Characterization of Effectiveness in Concerted I(h) Inhibition and I(K(Ca)) Stimulation by Pterostilbene (Trans-3,5-dimethoxy-4′-hydroxystilbene), a Stilbenoid

Pterostilbene (PTER), a natural dimethylated analog of resveratrol, has been demonstrated to produce anti-neoplastic or neuroprotective actions. However, how and whether this compound can entail any perturbations on ionic currents in electrically excitable cells remains unknown. In whole-cell current recordings, addition of PTER decreased the amplitude of macroscopic I(h) during long-lasting hyperpolarization in GH(3) cells in a concentration-dependent manner, with an effective IC(50) value of 0.84 μM. Its presence also shifted the activation curve of I(h) along the voltage axis to a more hyperpolarized potential, by 11 mV. PTER at a concentration greater than 10 μM could also suppress l-type Ca(2+) and transient outward K(+) currents in GH(3) cells. With the addition of PTER, I(K(Ca)) amplitude was increased, with an EC(50) value of 2.23 μM. This increase in I(K(Ca)) amplitude was attenuated by further addition of verruculogen, but not by tolbutamide or TRAM-39. Neither atropine nor nicotine, in the continued presence of PTER, modified the PTER-stimulated I(K(Ca)).
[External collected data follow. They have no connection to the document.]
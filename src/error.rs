use axum::Json;
use axum::{
    http::StatusCode,
    response::{IntoResponse, Response},
};
use serde::Serialize;

use crate::storage::StoreError;

#[derive(Debug)]
pub enum AppError {
    /// 字段缺失或格式错误
    Validation(String),
    /// id 或 secret_id 对应的记录不存在
    NotFound(String),
    /// 图片过大、为空或类型不支持
    Upload(String),
    /// 认证令牌缺失或无效
    Unauthorized(String),
    /// 持久层故障，不重试
    Storage(String),
}

#[derive(Serialize)]
pub struct ErrorResponse {
    pub code: u16,
    pub message: String,
}

impl IntoResponse for AppError {
    fn into_response(self) -> Response {
        let (status, message) = match self {
            AppError::Validation(msg) | AppError::Upload(msg) => (StatusCode::BAD_REQUEST, msg),
            AppError::NotFound(msg) => (StatusCode::NOT_FOUND, msg),
            AppError::Unauthorized(msg) => (StatusCode::UNAUTHORIZED, msg),
            AppError::Storage(msg) => (StatusCode::INTERNAL_SERVER_ERROR, msg),
        };

        let body = Json(ErrorResponse {
            code: status.as_u16(),
            message,
        });

        (status, body).into_response()
    }
}

impl From<StoreError> for AppError {
    fn from(err: StoreError) -> Self {
        match err {
            StoreError::Duplicate => AppError::Validation("记录已存在".to_string()),
            err => {
                tracing::error!("Storage failure: {}", err);
                AppError::Storage("内部服务器错误".to_string())
            }
        }
    }
}
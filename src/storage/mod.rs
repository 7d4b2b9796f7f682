pub mod memory;
pub mod postgres;

use async_trait::async_trait;
use chrono::{DateTime, Utc};
use serde::{Deserialize, Serialize};
use sqlx::FromRow;

pub use memory::MemStore;
pub use postgres::PgStore;

// 科目/成色过滤的哨兵值，表示"不限"
pub const SUBJECT_ALL: &str = "All Subjects";
pub const CONDITION_ALL: &str = "All";

#[derive(Debug, Clone, Serialize, Deserialize, FromRow)]
#[serde(rename_all = "camelCase")]
pub struct Book {
    pub id: i32,
    pub title: String,
    pub author: String,
    pub subject: String,
    pub condition: String,
    pub price: i32,
    pub phone: String,
    pub image_url: String,
    pub sold: bool,
    // 秘密链接令牌，持有者即所有者；公开序列化时不输出
    #[serde(skip_serializing, default)]
    pub secret_id: String,
    pub report_count: i32,
    pub created_at: DateTime<Utc>,
}

#[derive(Debug, Clone, Serialize, Deserialize, FromRow)]
pub struct User {
    pub id: i32,
    pub username: String,
    #[serde(skip_serializing)]
    pub password: String,
}

/// 创建书籍时由调用方提供的字段。
/// id、secret_id、sold、report_count、created_at 由存储层生成。
#[derive(Debug, Clone)]
pub struct NewBook {
    pub title: String,
    pub author: String,
    pub subject: String,
    pub condition: String,
    pub price: i32,
    pub phone: String,
    pub image_url: String,
}

/// 部分更新：None 表示保留原值。
#[derive(Debug, Clone, Default)]
pub struct BookUpdate {
    pub title: Option<String>,
    pub author: Option<String>,
    pub subject: Option<String>,
    pub condition: Option<String>,
    pub price: Option<i32>,
    pub phone: Option<String>,
    pub image_url: Option<String>,
    pub sold: Option<bool>,
}

#[derive(Debug, Clone, Default)]
pub struct BookFilter {
    pub subject: Option<String>,
    pub condition: Option<String>,
    pub free_only: bool,
}

impl BookFilter {
    /// 把哨兵值（"All Subjects" / "All"）归一化为"无约束"。
    pub fn subject_constraint(&self) -> Option<&str> {
        self.subject
            .as_deref()
            .filter(|s| !s.is_empty() && *s != SUBJECT_ALL)
    }

    pub fn condition_constraint(&self) -> Option<&str> {
        self.condition
            .as_deref()
            .filter(|c| !c.is_empty() && *c != CONDITION_ALL)
    }
}

#[derive(Debug, thiserror::Error)]
pub enum StoreError {
    #[error("database error: {0}")]
    Database(#[from] sqlx::Error),
    #[error("record already exists")]
    Duplicate,
    #[error("storage backend failure: {0}")]
    Internal(String),
}

/// 存储访问层：唯一允许接触持久化数据的入口。
/// 生产环境注入 PgStore，测试注入 MemStore。
#[async_trait]
pub trait Store: Send + Sync {
    async fn get_all_books(&self) -> Result<Vec<Book>, StoreError>;

    async fn get_book_by_id(&self, id: i32) -> Result<Option<Book>, StoreError>;

    async fn get_book_by_secret_id(&self, secret_id: &str) -> Result<Option<Book>, StoreError>;

    async fn create_book(&self, book: NewBook) -> Result<Book, StoreError>;

    async fn update_book_by_secret_id(
        &self,
        secret_id: &str,
        update: BookUpdate,
    ) -> Result<Option<Book>, StoreError>;

    /// 硬删除，返回是否确实删掉了一条记录。
    async fn delete_book_by_secret_id(&self, secret_id: &str) -> Result<bool, StoreError>;

    /// 举报计数 +1，按公开 id 操作，不需要秘密令牌。
    async fn report_book(&self, id: i32) -> Result<Option<Book>, StoreError>;

    /// 标题或作者的大小写不敏感子串匹配；空查询返回全部。
    async fn search_books(&self, query: &str) -> Result<Vec<Book>, StoreError>;

    async fn filter_books(&self, filter: BookFilter) -> Result<Vec<Book>, StoreError>;

    async fn get_user_by_username(&self, username: &str) -> Result<Option<User>, StoreError>;

    async fn create_user(&self, username: &str, password_hash: &str) -> Result<User, StoreError>;
}
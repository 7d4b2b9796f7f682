use axum::{body::Body, http::Request, middleware::Next, response::Response};
use tracing::error;

/// 记录服务端错误，便于在日志里定位 5xx。
pub async fn log_errors(req: Request<Body>, next: Next) -> Response {
    let method = req.method().clone();
    let path = req.uri().path().to_string();

    let response = next.run(req).await;

    if response.status().is_server_error() {
        error!("{} {} responded with {}", method, path, response.status());
    }

    response
}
PTER (10 μM) slightly suppressed the amplitude of l-type Ca(2+) current and transient outward K(+) current. The presence of PTER (3 μM) was also effective at increasing the open-state probability of large-conductance Ca(2+)-activated K(+) (BK(Ca)) channels identified in hippocampal mHippoE-14 neurons; however, its inability to alter single-channel conductance was detected. Our study highlights evidence to show that PTER has the propensity to perturb ionic currents (e.g., I(h) and I(K(Ca))), thereby influencing the functional activities of neurons, and neuroendocrine or endocrine cells.